The purpose of data layout is to minimize data transfer time while meeting task execution requirements. Any one task execution needs to satisfy two conditions: (1) the task is scheduled to be executed in a data center; (2) the input data sets required for this task are already in the data center. Since the time for scheduling tasks to a data center is much shorter than the transmission time for transmitting data to the data center, the data layout is mainly focused on herein, and the task scheduling is not the focus of the text, so that the task is scheduled to be executed by the data center with the least transmission time overhead. Whole data layoutThe definition of the scheme is S ═ (DS, DC, Map, T)_total) Wherein Map ═ U_{i＝1,2,...,|DS|}{＜dc_i,ds_k,dc_j> "indicates the mapping of the data set DS to the data center DC, a certain mapping<dc_i,ds_k,dc_j>Representing a data set ds_kFrom the source data centre dc_iTransmitting to a target data center dc_jThe data transmission time generated by this process is shown in equation (6). T is_totalThe total time overhead caused by data transmission across data centers during data layout is shown as formula (7).

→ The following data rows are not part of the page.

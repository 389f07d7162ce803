//! Grid card for one catalog item.
//!
//! DESIGN
//! ======
//! The whole card is a link to the item detail page. Labels are built by
//! small pure helpers so their wording is tested without a DOM.

#[cfg(test)]
#[path = "item_card_test.rs"]
mod item_card_test;

use catalog::{CatalogItem, format_price};
use leptos::prelude::*;

/// Stock line shown under the rating.
pub fn stock_label(count: u64) -> String {
    if count == 0 {
        "No stock data".to_owned()
    } else {
        format!("{count} available")
    }
}

/// Rating to one decimal place.
pub fn rating_label(rate: f64) -> String {
    format!("{rate:.1}")
}

#[component]
pub fn ItemCard(item: CatalogItem) -> impl IntoView {
    let href = item.href();
    let price = format_price(item.price);
    let rating = rating_label(item.rating.rate);
    let stock = stock_label(item.rating.count);
    let image = (!item.image.is_empty()).then(|| {
        view! { <img class="item-card__image" src=item.image.clone() alt=item.title.clone() loading="lazy"/> }
    });

    view! {
        <a class="item-card" href=href>
            {image}
            <span class="item-card__meta">
                <span class="item-card__category">{item.category}</span>
                <span class="item-card__price">{price}</span>
            </span>
            <h3 class="item-card__title">{item.title}</h3>
            <p class="item-card__description">{item.description}</p>
            <span class="item-card__footer">
                <span class="item-card__rating" title="Rating">{format!("★ {rating}")}</span>
                <span class="item-card__stock">{stock}</span>
            </span>
        </a>
    }
}
//! Domain services used by HTTP routes.
//!
//! ARCHITECTURE
//! ============
//! Service modules own remote I/O and caching so route handlers can stay
//! focused on protocol translation.

pub mod catalog;
use super::*;
use std::cell::{Cell, RefCell};
use std::collections::HashMap;
use std::rc::Rc;

// =============================================================
// FakeThemeEnv
// =============================================================

type Listeners = Rc<RefCell<Vec<(usize, Rc<dyn Fn(bool)>)>>>;

#[derive(Default)]
struct FakeThemeEnv {
    storage: RefCell<HashMap<String, String>>,
    prefers_dark: Option<bool>,
    has_document: bool,
    has_media: bool,
    marked: RefCell<Vec<Theme>>,
    listeners: Listeners,
    next_id: Cell<usize>,
}

impl FakeThemeEnv {
    fn browser(prefers_dark: bool) -> Self {
        Self { prefers_dark: Some(prefers_dark), has_document: true, has_media: true, ..Self::default() }
    }

    fn with_stored(self, value: &str) -> Self {
        self.storage.borrow_mut().insert(THEME_STORAGE_KEY.to_owned(), value.to_owned());
        self
    }

    fn stored(&self) -> Option<String> {
        self.storage.borrow().get(THEME_STORAGE_KEY).cloned()
    }

    fn emit_system_change(&self, dark: bool) {
        let listeners: Vec<_> = self.listeners.borrow().iter().map(|(_, l)| l.clone()).collect();
        for listener in listeners {
            listener(dark);
        }
    }

    fn listener_count(&self) -> usize {
        self.listeners.borrow().len()
    }
}

impl ThemeEnv for FakeThemeEnv {
    fn read_storage(&self, key: &str) -> Option<String> {
        self.storage.borrow().get(key).cloned()
    }

    fn write_storage(&self, key: &str, value: &str) {
        self.storage.borrow_mut().insert(key.to_owned(), value.to_owned());
    }

    fn prefers_dark(&self) -> Option<bool> {
        self.prefers_dark
    }

    fn mark_document(&self, theme: Theme) -> bool {
        if self.has_document {
            self.marked.borrow_mut().push(theme);
        }
        self.has_document
    }

    fn watch_system_scheme(&self, on_change: Box<dyn Fn(bool)>) -> Option<ReleaseFn> {
        if !self.has_media {
            return None;
        }
        let id = self.next_id.get();
        self.next_id.set(id + 1);
        self.listeners.borrow_mut().push((id, Rc::from(on_change)));
        let listeners = self.listeners.clone();
        Some(Box::new(move || listeners.borrow_mut().retain(|(existing, _)| *existing != id)))
    }
}

// =============================================================
// Theme
// =============================================================

#[test]
fn theme_parse_accepts_only_known_values() {
    assert_eq!(Theme::parse("light"), Some(Theme::Light));
    assert_eq!(Theme::parse("dark"), Some(Theme::Dark));
    assert_eq!(Theme::parse("Dark"), None);
    assert_eq!(Theme::parse("sepia"), None);
}

#[test]
fn theme_toggled_flips() {
    assert_eq!(Theme::Light.toggled(), Theme::Dark);
    assert_eq!(Theme::Dark.toggled(), Theme::Light);
    assert_eq!(Theme::default(), Theme::Light);
}

// =============================================================
// preferred_theme
// =============================================================

#[test]
fn preferred_theme_uses_stored_value_first() {
    let env = FakeThemeEnv::browser(true).with_stored("light");
    assert_eq!(preferred_theme(&env), Theme::Light);
}

#[test]
fn preferred_theme_falls_back_to_os_when_stored_value_unrecognized() {
    let env = FakeThemeEnv::browser(true).with_stored("purple");
    assert_eq!(preferred_theme(&env), Theme::Dark);

    let env = FakeThemeEnv::browser(false);
    assert_eq!(preferred_theme(&env), Theme::Light);
}

#[test]
fn preferred_theme_defaults_to_light_without_environment() {
    assert_eq!(preferred_theme(&NullThemeEnv), Theme::Light);
}

// =============================================================
// apply_theme
// =============================================================

#[test]
fn apply_theme_marks_document_and_persists() {
    let env = FakeThemeEnv::browser(false);
    apply_theme(&env, Theme::Dark);
    assert_eq!(*env.marked.borrow(), vec![Theme::Dark]);
    assert_eq!(env.stored().as_deref(), Some("dark"));

    apply_theme(&env, Theme::Dark);
    assert_eq!(env.stored().as_deref(), Some("dark"));

    apply_theme(&env, Theme::Light);
    assert_eq!(env.stored().as_deref(), Some("light"));
}

#[test]
fn apply_theme_is_noop_without_document() {
    let env = FakeThemeEnv { has_media: true, ..FakeThemeEnv::default() };
    apply_theme(&env, Theme::Dark);
    assert!(env.marked.borrow().is_empty());
    assert_eq!(env.stored(), None);

    apply_theme(&NullThemeEnv, Theme::Dark);
}

// =============================================================
// subscribe_to_system_theme
// =============================================================

#[test]
fn subscription_delivers_resolved_theme_until_unsubscribed() {
    let env = FakeThemeEnv::browser(false);
    let seen = Rc::new(RefCell::new(Vec::new()));
    let sink = seen.clone();
    let subscription = subscribe_to_system_theme(&env, move |theme| sink.borrow_mut().push(theme));
    assert!(subscription.is_active());

    env.emit_system_change(true);
    env.emit_system_change(false);
    assert_eq!(*seen.borrow(), vec![Theme::Dark, Theme::Light]);

    subscription.unsubscribe();
    assert_eq!(env.listener_count(), 0);
    env.emit_system_change(true);
    assert_eq!(seen.borrow().len(), 2);
}

#[test]
fn dropping_subscription_unsubscribes() {
    let env = FakeThemeEnv::browser(false);
    {
        let _subscription = subscribe_to_system_theme(&env, |_| {});
        assert_eq!(env.listener_count(), 1);
    }
    assert_eq!(env.listener_count(), 0);
}

#[test]
fn unsubscribing_one_listener_keeps_others() {
    let env = FakeThemeEnv::browser(false);
    let first = subscribe_to_system_theme(&env, |_| {});
    let second = subscribe_to_system_theme(&env, |_| {});
    first.unsubscribe();
    assert_eq!(env.listener_count(), 1);
    drop(second);
    assert_eq!(env.listener_count(), 0);
}

#[test]
fn subscription_without_signal_source_is_noop() {
    let subscription = subscribe_to_system_theme(&NullThemeEnv, |_| panic!("never called"));
    assert!(!subscription.is_active());
    subscription.unsubscribe();
}

// =============================================================
// toggle flow
// =============================================================

#[test]
fn toggle_then_os_change_overrides_and_reapplies() {
    let env = Rc::new(FakeThemeEnv::browser(false));
    let active = Rc::new(Cell::new(preferred_theme(env.as_ref())));
    apply_theme(env.as_ref(), active.get());

    let env_for_sub = env.clone();
    let active_for_sub = active.clone();
    let _subscription = subscribe_to_system_theme(env.as_ref(), move |theme| {
        active_for_sub.set(theme);
        apply_theme(env_for_sub.as_ref(), theme);
    });

    active.set(active.get().toggled());
    apply_theme(env.as_ref(), active.get());
    assert_eq!(active.get(), Theme::Dark);
    assert_eq!(env.stored().as_deref(), Some("dark"));

    env.emit_system_change(false);
    assert_eq!(active.get(), Theme::Light);
    assert_eq!(env.stored().as_deref(), Some("light"));
}

// =============================================================
// init script / environment selection
// =============================================================

#[test]
fn init_script_uses_shared_key_class_and_attribute() {
    let script = theme_init_script();
    assert!(script.contains("'preferred-theme'"));
    assert!(script.contains("(prefers-color-scheme: dark)"));
    assert!(script.contains("classList.toggle('dark'"));
    assert!(script.contains("setAttribute('data-theme'"));
}

#[test]
fn theme_env_is_null_outside_browser() {
    let env = theme_env();
    assert_eq!(env.prefers_dark(), None);
    assert!(!env.mark_document(Theme::Dark));
}
//! USD price formatting in the storefront's `es-ES` display style.
//!
//! Comma decimal separator, `.` thousands separator, and a non-breaking space
//! before `US$`. The locale only groups once the integer part reaches five
//! digits, so `1234,00 US$` stays ungrouped while `12.345,00 US$` does not.

#[cfg(test)]
#[path = "price_test.rs"]
mod price_test;

const CURRENCY_SUFFIX: &str = "\u{a0}US$";
const MIN_GROUPING_DIGITS: usize = 5;

/// Format a price for display.
#[must_use]
#[allow(clippy::cast_possible_truncation, clippy::cast_sign_loss)]
pub fn format_price(amount: f64) -> String {
    if !amount.is_finite() {
        return format!("0,00{CURRENCY_SUFFIX}");
    }
    let cents = (amount.abs() * 100.0).round() as u64;
    let whole = (cents / 100).to_string();
    let fraction = cents % 100;
    let sign = if amount < 0.0 && cents > 0 { "-" } else { "" };
    let whole = if whole.len() >= MIN_GROUPING_DIGITS { group_thousands(&whole) } else { whole };
    format!("{sign}{whole},{fraction:02}{CURRENCY_SUFFIX}")
}

fn group_thousands(digits: &str) -> String {
    let len = digits.len();
    let mut out = String::with_capacity(len + len / 3);
    for (i, ch) in digits.chars().enumerate() {
        if i > 0 && (len - i) % 3 == 0 {
            out.push('.');
        }
        out.push(ch);
    }
    out
}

Based on the related definitions, the time delay optimization oriented scientific workflow data layout problem in the mixed cloud environment can be formally expressed as a formula (8), and the core idea is to pursue the total time overhead T_totalAt a minimum, while meeting the storage capacity limitations of each data center.

Wherein u is_ij{0,1} represents a data set ds_jWhether or not to be stored in data centre dc_iIf yes, u_ijIs 1, otherwise is 0. In the data layout process, data is continuously transmitted and migrated, so that capacity limitation judgment is carried out on a certain private cloud data center when new data are placed in the certain private cloud data center.

1.2 problem analysis

FIG. 1 is an example of a scientific workflow containing 5 tasks t₁,t₂,t₃,t₄,t₅}, 5 original input data sets { ds₁,ds₂,ds₃,ds₄,ds₅And 1 intermediate data set (ds)₆Composition, size of 6 datasets { dsize }₁,dsize₂,dsize₃,dsize₄,dsize₅,dsize₆Are {3GB,5GB,3GB,3GB,5GB,8GB }, respectively, where ds₄Is a private data set and must be stored in a data center dc₂The above. Task t₄Is { ds }₃,ds₄,ds₆Due to ds₄Must be fixedly stored in the data center dc₂So t is the privacy data of₄Must also be in the data center dc₂Is executed. Likewise, ds₅Must be stored in the data center dc₃Private data set of (1), t₅Must also be in the data center dc₃Is executed. FIGS. 2 and 3 are two data layout schemes, dc, respectively₁Is a public cloud data center, the storage capacity is infinite, and dc₂And dc₃The data transmission method is characterized in that the data transmission method comprises two private cloud data centers, the storage capacity is 20GB, the bandwidth between the private cloud data centers is about 10 times of the bandwidth from a public cloud data center to the private cloud data center, and therefore the size { band } of the bandwidth between 3 data centers is assumed₁₂,band₁₃,band₂₃Are {10M/s,20M/s,150M/s }, respectively.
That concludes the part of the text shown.